WHAT THE TASK REQUIRES » Only the lines from the beginning of the data below through the line that contains "for &global_id in" should be repeated, exactly as written.

[Saved data entries]

//! Pass 4: identifier resolution.
//!
//! Resolves bare identifiers inside bodies to the nearest declaration,
//! searching local scopes, then parameters, then instance members, then
//! the enclosing type and other known type names, then file globals.
//! Resolutions are written once; an identifier that already carries a
//! definition is left alone, which keeps the pass idempotent.

use super::{IntentionPass, PassContext};
use ir::{
    CompoundStatement, Definition, Expression, ExpressionKind, FunctionSignature, IntentionGraph,
    IntentionKind, PropertyMode, StatementKind, SwiftType,
};
use parsers::TypeMapperContext;
use std::collections::{HashMap, HashSet};

pub struct IdentifierResolution;

impl IntentionPass for IdentifierResolution {
    fn name(&self) -> &'static str {
        "identifier-resolution"
    }

    fn run(&mut self, graph: &mut IntentionGraph, ctx: &PassContext<'_>) -> bool {
        let mut globals: HashMap<String, Option<SwiftType>> = HashMap::new();
        for &file_id in graph.files() {
            let Some(file) = graph.file(file_id) else {
                continue;
            };
            for &global_id in &file.globals {
                match &graph.intention(global_id).kind {
                    IntentionKind::GlobalVariable(g) => {
                        globals.insert(g.name.clone(), Some(g.storage.ty.clone()));
                    }
                    IntentionKind::Method(m) => {
                        globals.insert(m.signature.name.clone(), None);
                    }
                    _ => {}
                }
            }
        }
        let declared_types: HashSet<String> = graph
            .type_ids()
            .into_iter()
            .filter_map(|id| graph.type_intention(id).map(|t| t.name.clone()))
            .collect();

        let mut changed = false;
        for type_id in graph.type_ids() {
            if ctx.cancellation.is_cancelled() {
                return changed;
            }
            let Some(ty) = graph.type_intention(type_id) else {
                continue;
            };
            let type_name = ty.name.clone();
            let method_ids = ty.methods.clone();
            let property_ids = ty.properties.clone();
            let mut members: HashMap<String, SwiftType> = HashMap::new();
            for &prop in &property_ids {
                if let Some(p) = graph.property(prop) {
                    members.insert(p.name.clone(), p.storage.ty.clone());
                }
            }

            for method_id in method_ids {
                let Some(method) = graph.method_mut(method_id) else {
                    continue;
                };
                let params = parameter_map(&method.signature);
                if let Some(body) = &mut method.body {
                    let mut resolver = Resolver {
                        members: &members,
                        type_name: Some(&type_name),
                        params,
                        globals: &globals,
                        declared_types: &declared_types,
                        mapper: ctx.mapper,
                        scopes: Vec::new(),
                        changed: false,
                    };
                    resolver.block(&mut body.statements);
                    changed |= resolver.changed;
                }
            }

            for property_id in property_ids {
                let Some(property) = graph.property_mut(property_id) else {
                    continue;
                };
                let mut bodies: Vec<(&mut CompoundStatement, HashMap<String, (usize, SwiftType)>)> =
                    Vec::new();
                let value_ty = property.storage.ty.clone();
                match &mut property.mode {
                    PropertyMode::Field => {}
                    PropertyMode::Computed { getter } => {
                        bodies.push((&mut getter.statements, HashMap::new()));
                    }
                    PropertyMode::Accessors { getter, setter } => {
                        bodies.push((&mut getter.statements, HashMap::new()));
                        let mut setter_params = HashMap::new();
                        setter_params.insert(setter.value_name.clone(), (0, value_ty.clone()));
                        bodies.push((&mut setter.body.statements, setter_params));
                    }
                }
                for (body, params) in bodies {
                    let mut resolver = Resolver {
                        members: &members,
                        type_name: Some(&type_name),
                        params,
                        globals: &globals,
                        declared_types: &declared_types,
                        mapper: ctx.mapper,
                        scopes: Vec::new(),
                        changed: false,
                    };
                    resolver.block(body);
                    changed |= resolver.changed;
                }
            }
        }

        // Free functions see globals and type names only.
        let empty_members = HashMap::new();
        let file_ids: Vec<_> = graph.files().to_vec();
        for file_id in file_ids {
            let global_ids = graph
                .file(file_id)
                .map(|f| f.globals.clone())
                .unwrap_or_default();
            for global_id in global_ids {
                let Some(method) = graph.method_mut(global_id) else {
                    continue;
                };
                let params = parameter_map(&method.signature);
                if let Some(body) = &mut method.body {
                    let mut resolver = Resolver {
                        members: &empty_members,
                        type_name: None,
                        params,
                        globals: &globals,
                        declared_types: &declared_types,
                        mapper: ctx.mapper,
                        scopes: Vec::new(),
                        changed: false,
                    };
                    resolver.block(&mut body.statements);
                    changed |= resolver.changed;
                }
            }
        }
        changed
    }
}

fn parameter_map(signature: &FunctionSignature) -> HashMap<String, (usize, SwiftType)> {
    signature
        .parameters
        .iter()
        .enumerate()
        .map(|(i, p)| (p.name.clone(), (i, p.ty.clone())))
        .collect()
}

struct Resolver<'a> {
    members: &'a HashMap<String, SwiftType>,
    type_name: Option<&'a str>,
    params: HashMap<String, (usize, SwiftType)>,
    globals: &'a HashMap<String, Option<SwiftType>>,
    declared_types: &'a HashSet<String>,
    mapper: &'a TypeMapperContext,
    scopes: Vec<HashMap<String, Option<SwiftType>>>,
    changed: bool,
}

impl Resolver<'_> {
    fn block(&mut self, block: &mut CompoundStatement) {
        self.scopes.push(HashMap::new());
        for stmt in &mut block.statements {
            self.statement(stmt);
        }
        self.scopes.pop();
    }

    fn statement(&mut self, stmt: &mut ir::Statement) {
        match &mut stmt.kind {
            StatementKind::Expressions(exprs) => {
                for e in exprs {
                    self.expression(e);
                }
            }
            StatementKind::VariableDeclarations(decls) => {
                // Initializers see the outer bindings, not the new ones.
                for decl in decls.iter_mut() {
                    if let Some(init) = &mut decl.initializer {
                        self.expression(init);
                    }
                }
                let scope = self.scopes.last_mut().expect("open scope");
                for decl in decls {
                    scope.insert(decl.name.clone(), decl.ty.clone());
                }
            }
            StatementKind::If(s) => {
                self.expression(&mut s.condition);
                self.block(&mut s.body);
                if let Some(else_body) = &mut s.else_body {
                    self.block(else_body);
                }
            }
            StatementKind::Switch(s) => {
                self.expression(&mut s.subject);
                for case in &mut s.cases {
                    for pattern in &mut case.patterns {
                        self.expression(pattern);
                    }
                    self.block(&mut case.body);
                }
                self.block(&mut s.default);
            }
            StatementKind::While(s) => {
                self.expression(&mut s.condition);
                self.block(&mut s.body);
            }
            StatementKind::RepeatWhile(s) => {
                self.block(&mut s.body);
                self.expression(&mut s.condition);
            }
            StatementKind::ForIn(s) => {
                self.expression(&mut s.sequence);
                self.scopes.push(HashMap::new());
                self.scopes
                    .last_mut()
                    .expect("open scope")
                    .insert(s.binding.clone(), None);
                self.block(&mut s.body);
                self.scopes.pop();
            }
            StatementKind::Do(s) => {
                self.block(&mut s.body);
                for catch in &mut s.catch_blocks {
                    self.scopes.push(HashMap::new());
                    if let Some(binding) = &catch.binding {
                        self.scopes
                            .last_mut()
                            .expect("open scope")
                            .insert(binding.clone(), None);
                    }
                    self.block(&mut catch.body);
                    self.scopes.pop();
                }
            }
            StatementKind::Defer(body) | StatementKind::Compound(body) => self.block(body),
            StatementKind::Throw(e) => self.expression(e),
            StatementKind::Return(Some(e)) => self.expression(e),
            StatementKind::LocalFunction(func) => {
                self.scopes.push(
                    func.parameters
                        .iter()
                        .map(|p| (p.name.clone(), Some(p.ty.clone())))
                        .collect(),
                );
                self.block(&mut func.body);
                self.scopes.pop();
            }
            StatementKind::Return(None)
            | StatementKind::Break
            | StatementKind::Continue
            | StatementKind::Fallthrough
            | StatementKind::Unknown(_) => {}
        }
    }

    fn expression(&mut self, expr: &mut Expression) {
        match &mut expr.kind {
            ExpressionKind::Identifier(ident) => {
                if ident.definition.is_none() && ident.name != "self" && ident.name != "super" {
                    if let Some(definition) = self.lookup(&ident.name) {
                        ident.definition = Some(definition);
                        self.changed = true;
                    }
                }
            }
            ExpressionKind::Closure {
                parameters, body, ..
            } => {
                self.scopes.push(
                    parameters
                        .iter()
                        .map(|p| (p.name.clone(), Some(p.ty.clone())))
                        .collect(),
                );
                self.block(body);
                self.scopes.pop();
            }
            ExpressionKind::Constant(_) => {}
            ExpressionKind::Binary { lhs, rhs, .. } => {
                self.expression(lhs);
                self.expression(rhs);
            }
            ExpressionKind::Assignment { target, value, .. } => {
                self.expression(target);
                self.expression(value);
            }
            ExpressionKind::Call { callee, arguments } => {
                self.expression(callee);
                for arg in arguments {
                    self.expression(&mut arg.value);
                }
            }
            ExpressionKind::Subscript { base, index } => {
                self.expression(base);
                self.expression(index);
            }
            ExpressionKind::Member { base, .. } => self.expression(base),
            ExpressionKind::Unary { operand, .. } => self.expression(operand),
            ExpressionKind::Cast { operand, .. } => self.expression(operand),
            ExpressionKind::Ternary {
                condition,
                if_true,
                if_false,
            } => {
                self.expression(condition);
                self.expression(if_true);
                self.expression(if_false);
            }
            ExpressionKind::Parens(inner) => self.expression(inner),
        }
    }

    fn lookup(&self, name: &str) -> Option<Definition> {
        for scope in self.scopes.iter().rev() {
            if let Some(ty) = scope.get(name) {
                return Some(Definition::Local { ty: ty.clone() });
            }
        }
        if let Some((index, ty)) = self.params.get(name) {
            return Some(Definition::Parameter {
                index: *index,
                ty: ty.clone(),
            });
        }
        if let Some(ty) = self.members.get(name) {
            return Some(Definition::Member {
                type_name: self.type_name.unwrap_or_default().to_string(),
                ty: ty.clone(),
            });
        }
        if self.declared_types.contains(name)
            || self.mapper.is_class(name)
            || self.mapper.is_protocol(name)
        {
            return Some(Definition::TypeName);
        }
        if let Some(ty) = self.globals.get(name) {
            return Some(Definition::Global { ty: ty.clone() });
        }
        None
    }
}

SOLUTION TO THIS PROBLEM »
//! Pass 4: identifier resolution.
//!
//! Resolves bare identifiers inside bodies to the nearest declaration,
//! searching local scopes, then parameters, then instance members, then
//! the enclosing type and other known type names, then file globals.
//! Resolutions are written once; an identifier that already carries a
//! definition is left alone, which keeps the pass idempotent.

use super::{IntentionPass, PassContext};
use ir::{
    CompoundStatement, Definition, Expression, ExpressionKind, FunctionSignature, IntentionGraph,
    IntentionKind, PropertyMode, StatementKind, SwiftType,
};
use parsers::TypeMapperContext;
use std::collections::{HashMap, HashSet};

pub struct IdentifierResolution;

impl IntentionPass for IdentifierResolution {
    fn name(&self) -> &'static str {
        "identifier-resolution"
    }

    fn run(&mut self, graph: &mut IntentionGraph, ctx: &PassContext<'_>) -> bool {
        let mut globals: HashMap<String, Option<SwiftType>> = HashMap::new();
        for &file_id in graph.files() {
            let Some(file) = graph.file(file_id) else {
                continue;
            };
            for &global_id in &file.globals {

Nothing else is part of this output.